No Fluminense, o olhar para as divisões de base é encarado como uma das bandeiras da gestão Peter Siemsen. Gerente geral do setor, Marcelo Teixeira aponta a união de forças como a chave para o sucesso do trabalho na revelação de valores. O dirigente enaltece o apoio do presidente e explica como é a atuação dos demais profissionais em Xerém.
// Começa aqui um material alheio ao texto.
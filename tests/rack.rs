//! Rack-mode scenarios: wiring, chain processing, MIDI timing, and the
//! realtime discipline under connection churn.

mod common;

use std::sync::Arc;

use approx::assert_abs_diff_eq;

use common::{sine, Gain, MidiGen, MidiSink, Source};
use patchrack::connection::{group, PortId, RackPort};
use patchrack::driver::DummyDriver;
use patchrack::engine::{Engine, EngineOptions, RtData, Topology};
use patchrack::graph::{RackGraph, RackMidiIo};
use patchrack::host::NullHostCallback;
use patchrack::midi_queue::RtMidiEvent;
use patchrack::plugin::PluginSlot;

const SAMPLE_RATE: f64 = 48000.0;
const BLOCK: usize = 1024;

fn rack_engine(inputs: u32, outputs: u32) -> Engine {
    let driver = DummyDriver::new(SAMPLE_RATE, BLOCK as u32, inputs, outputs);
    let mut engine = Engine::new(
        Box::new(driver),
        EngineOptions {
            topology: Topology::Rack,
        },
        Arc::new(NullHostCallback),
    );
    engine.init("Carla").unwrap();
    engine
}

fn wire_stereo_channel_1(engine: &mut Engine) {
    engine
        .patchbay_connect(
            group::AUDIO_IN,
            PortId(1),
            group::HOST,
            RackPort::AudioIn1.id(),
        )
        .unwrap();
    engine
        .patchbay_connect(
            group::HOST,
            RackPort::AudioOut1.id(),
            group::AUDIO_OUT,
            PortId(1),
        )
        .unwrap();
}

#[test]
fn s1_empty_rack_passes_audio_through() {
    let mut engine = rack_engine(2, 2);
    wire_stereo_channel_1(&mut engine);

    let input = sine(0.5, BLOCK, SAMPLE_RATE as f32);
    let silent = vec![0.0f32; BLOCK];
    let mut out1 = vec![0.0f32; BLOCK];
    let mut out2 = vec![0.0f32; BLOCK];
    engine
        .run_block(&[&input, &silent], &mut [&mut out1, &mut out2])
        .unwrap();

    // bit-identical on the wired channel, silence on the other
    assert_eq!(out1, input);
    assert!(out2.iter().all(|&s| s == 0.0));
}

#[test]
fn s2_gain_plugin_doubles_the_signal() {
    let mut engine = rack_engine(2, 2);
    wire_stereo_channel_1(&mut engine);
    engine.add_plugin(Box::new(Gain::new(0, 2.0))).unwrap();

    let input = sine(0.25, BLOCK, SAMPLE_RATE as f32);
    let silent = vec![0.0f32; BLOCK];
    let mut out1 = vec![0.0f32; BLOCK];
    let mut out2 = vec![0.0f32; BLOCK];
    engine
        .run_block(&[&input, &silent], &mut [&mut out1, &mut out2])
        .unwrap();

    for (o, i) in out1.iter().zip(&input) {
        assert_abs_diff_eq!(*o, i * 2.0, epsilon = 1e-6);
    }
}

#[test]
fn s3_two_sources_sum_into_one_host_input() {
    let mut engine = rack_engine(2, 2);
    engine
        .patchbay_connect(
            group::AUDIO_IN,
            PortId(1),
            group::HOST,
            RackPort::AudioIn1.id(),
        )
        .unwrap();
    engine
        .patchbay_connect(
            group::AUDIO_IN,
            PortId(2),
            group::HOST,
            RackPort::AudioIn1.id(),
        )
        .unwrap();
    engine
        .patchbay_connect(
            group::HOST,
            RackPort::AudioOut1.id(),
            group::AUDIO_OUT,
            PortId(1),
        )
        .unwrap();

    let a = sine(0.3, BLOCK, SAMPLE_RATE as f32);
    let b = sine(0.3, BLOCK, SAMPLE_RATE as f32);
    let mut out1 = vec![0.0f32; BLOCK];
    let mut out2 = vec![0.0f32; BLOCK];
    engine
        .run_block(&[&a, &b], &mut [&mut out1, &mut out2])
        .unwrap();

    for (o, i) in out1.iter().zip(&a) {
        assert_abs_diff_eq!(*o, i * 2.0, epsilon = 1e-6);
    }
}

#[test]
fn bypass_rule_keeps_the_upstream_signal_under_a_source() {
    let mut engine = rack_engine(2, 2);
    wire_stereo_channel_1(&mut engine);
    engine
        .add_plugin(Box::new(Source { id: 0, value: 0.25 }))
        .unwrap();

    let input = sine(0.3, BLOCK, SAMPLE_RATE as f32);
    let silent = vec![0.0f32; BLOCK];
    let mut out1 = vec![0.0f32; BLOCK];
    let mut out2 = vec![0.0f32; BLOCK];
    engine
        .run_block(&[&input, &silent], &mut [&mut out1, &mut out2])
        .unwrap();

    // linearity: output = input + the source's contribution
    for (o, i) in out1.iter().zip(&input) {
        assert_abs_diff_eq!(*o, i + 0.25, epsilon = 1e-6);
    }
}

#[test]
fn disabled_plugins_are_skipped_entirely() {
    let mut engine = rack_engine(2, 2);
    wire_stereo_channel_1(&mut engine);
    let mut muted = Gain::new(0, 2.0);
    muted.enabled = false;
    engine.add_plugin(Box::new(muted)).unwrap();

    let input = sine(0.5, BLOCK, SAMPLE_RATE as f32);
    let silent = vec![0.0f32; BLOCK];
    let mut out1 = vec![0.0f32; BLOCK];
    let mut out2 = vec![0.0f32; BLOCK];
    engine
        .run_block(&[&input, &silent], &mut [&mut out1, &mut out2])
        .unwrap();

    assert_eq!(out1, input);
}

#[test]
fn chain_peaks_are_recorded_per_plugin() {
    let mut engine = rack_engine(2, 2);
    wire_stereo_channel_1(&mut engine);
    engine.add_plugin(Box::new(Gain::new(0, 2.0))).unwrap();

    let input = vec![0.25f32; BLOCK];
    let silent = vec![0.0f32; BLOCK];
    let mut out1 = vec![0.0f32; BLOCK];
    let mut out2 = vec![0.0f32; BLOCK];
    engine
        .run_block(&[&input, &silent], &mut [&mut out1, &mut out2])
        .unwrap();

    let ins = engine.input_peaks(0);
    let outs = engine.output_peaks(0);
    assert_abs_diff_eq!(ins[0], 0.25, epsilon = 1e-6);
    assert_abs_diff_eq!(outs[0], 0.5, epsilon = 1e-6);
    assert_abs_diff_eq!(ins[1], 0.0, epsilon = 1e-6);
}

#[test]
fn s5_midi_timestamps_normalise_and_clamp() {
    let mut engine = rack_engine(2, 2);
    let (sink, seen) = MidiSink::new(0);
    engine.add_plugin(Box::new(sink)).unwrap();

    let queue = engine.midi_in_queue();
    // first block starts at frame 0
    queue.push(RtMidiEvent::new((BLOCK - 1) as u64, &[0x90, 60, 100]).unwrap());
    queue.push(RtMidiEvent::new((BLOCK + 10) as u64, &[0x90, 61, 100]).unwrap());

    let input = vec![0.0f32; BLOCK];
    let mut out1 = vec![0.0f32; BLOCK];
    let mut out2 = vec![0.0f32; BLOCK];
    engine
        .run_block(&[&input, &input], &mut [&mut out1, &mut out2])
        .unwrap();

    let times: Vec<u32> = seen.lock().iter().map(|e| e.time).collect();
    // in-range event keeps its offset, the late one clamps to the block end
    assert_eq!(times, vec![(BLOCK - 1) as u32, (BLOCK - 1) as u32]);
}

#[test]
fn s6_connection_ids_grow_across_reconnects() {
    let mut engine = rack_engine(2, 2);
    let first = engine
        .patchbay_connect(
            group::AUDIO_IN,
            PortId(1),
            group::HOST,
            RackPort::AudioIn1.id(),
        )
        .unwrap();
    engine.patchbay_disconnect(first).unwrap();
    let second = engine
        .patchbay_connect(
            group::AUDIO_IN,
            PortId(1),
            group::HOST,
            RackPort::AudioIn1.id(),
        )
        .unwrap();
    assert!(second > first);
}

#[test]
fn upstream_midi_survives_a_plugin_without_midi_output() {
    let mut engine = rack_engine(2, 2);
    engine.add_plugin(Box::new(Gain::new(0, 1.0))).unwrap();
    let (sink, seen) = MidiSink::new(1);
    engine.add_plugin(Box::new(sink)).unwrap();

    engine
        .midi_in_queue()
        .push(RtMidiEvent::new(10, &[0x90, 60, 100]).unwrap());

    let input = vec![0.0f32; BLOCK];
    let mut out1 = vec![0.0f32; BLOCK];
    let mut out2 = vec![0.0f32; BLOCK];
    engine
        .run_block(&[&input, &input], &mut [&mut out1, &mut out2])
        .unwrap();

    let times: Vec<u32> = seen.lock().iter().map(|e| e.time).collect();
    assert_eq!(times, vec![10]);
}

#[test]
fn a_midi_producer_replaces_the_engine_input_for_the_next_plugin() {
    let mut engine = rack_engine(2, 2);
    engine.add_plugin(Box::new(MidiGen { id: 0, time: 7 })).unwrap();
    let (sink, seen) = MidiSink::new(1);
    engine.add_plugin(Box::new(sink)).unwrap();

    // the generator has a MIDI output, so the engine-level event is consumed
    engine
        .midi_in_queue()
        .push(RtMidiEvent::new(3, &[0x90, 60, 100]).unwrap());

    let input = vec![0.0f32; BLOCK];
    let mut out1 = vec![0.0f32; BLOCK];
    let mut out2 = vec![0.0f32; BLOCK];
    engine
        .run_block(&[&input, &input], &mut [&mut out1, &mut out2])
        .unwrap();

    let times: Vec<u32> = seen.lock().iter().map(|e| e.time).collect();
    assert_eq!(times, vec![7]);
}

#[test]
fn connection_churn_never_blocks_the_audio_path() {
    let host = Arc::new(NullHostCallback);
    let rack = Arc::new(RackGraph::new(host, "Carla", 64, 2, 2));

    struct NoMidi;
    impl RackMidiIo for NoMidi {
        fn connect_midi_in(&mut self, _name: &str) -> bool {
            false
        }
        fn connect_midi_out(&mut self, _name: &str) -> bool {
            false
        }
        fn disconnect_midi_in(&mut self, _name: &str) -> bool {
            false
        }
        fn disconnect_midi_out(&mut self, _name: &str) -> bool {
            false
        }
    }

    let flapper = {
        let rack = rack.clone();
        std::thread::spawn(move || {
            let mut midi = NoMidi;
            for _ in 0..2000 {
                let id = rack
                    .connect(
                        &mut midi,
                        group::AUDIO_IN,
                        PortId(1),
                        group::HOST,
                        RackPort::AudioIn1.id(),
                    )
                    .unwrap();
                rack.disconnect(&mut midi, id).unwrap();
            }
        })
    };

    let mut rt = RtData::new();
    rt.plugins.push(PluginSlot::new(Box::new(Gain::new(0, 1.0))));
    let input = vec![0.25f32; 64];
    let mut out1 = vec![0.0f32; 64];
    let mut out2 = vec![0.0f32; 64];
    for _ in 0..2000 {
        out1.fill(0.0);
        out2.fill(0.0);
        rack.process_helper(
            &mut rt,
            &[&input, &input],
            &mut [&mut out1, &mut out2],
            64,
            false,
        );
    }

    flapper.join().unwrap();
}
– Todo trabalho que é feito na base, a gente tem um presidente que está acima disso tudo. Ele é um cara que ajuda muito, suporta muito o trabalho. Facilita na chegada do treinador, quando o presidente faz a contratação, deixa claro a importância do trabalho que tem a base. A gente criou há um tempo um cargo que é chamado de Coordenador de Integração Base-Profissional, onde a gente tem o Edevaldo, que jogou na Copa do Mundo de 1982, reserva do Leandro. É como se ele fosse um auxiliar técnico do Levir (Culpi) para assuntos de divisão de base. Essa é a forma que a gente procurou fazer para minimizar qualquer situação, porque você tem a troca de treinador, troca de pessoas da comissão técnica, mas o Edevaldo está sempre lá, acompanha todos os jogos dos juniores e do juvenil, fica metade do dia em Xerém e na outra atuando como auxiliar do Levir. É um processo que hoje funciona bem no Fluminense, que independe de treinador – explicou.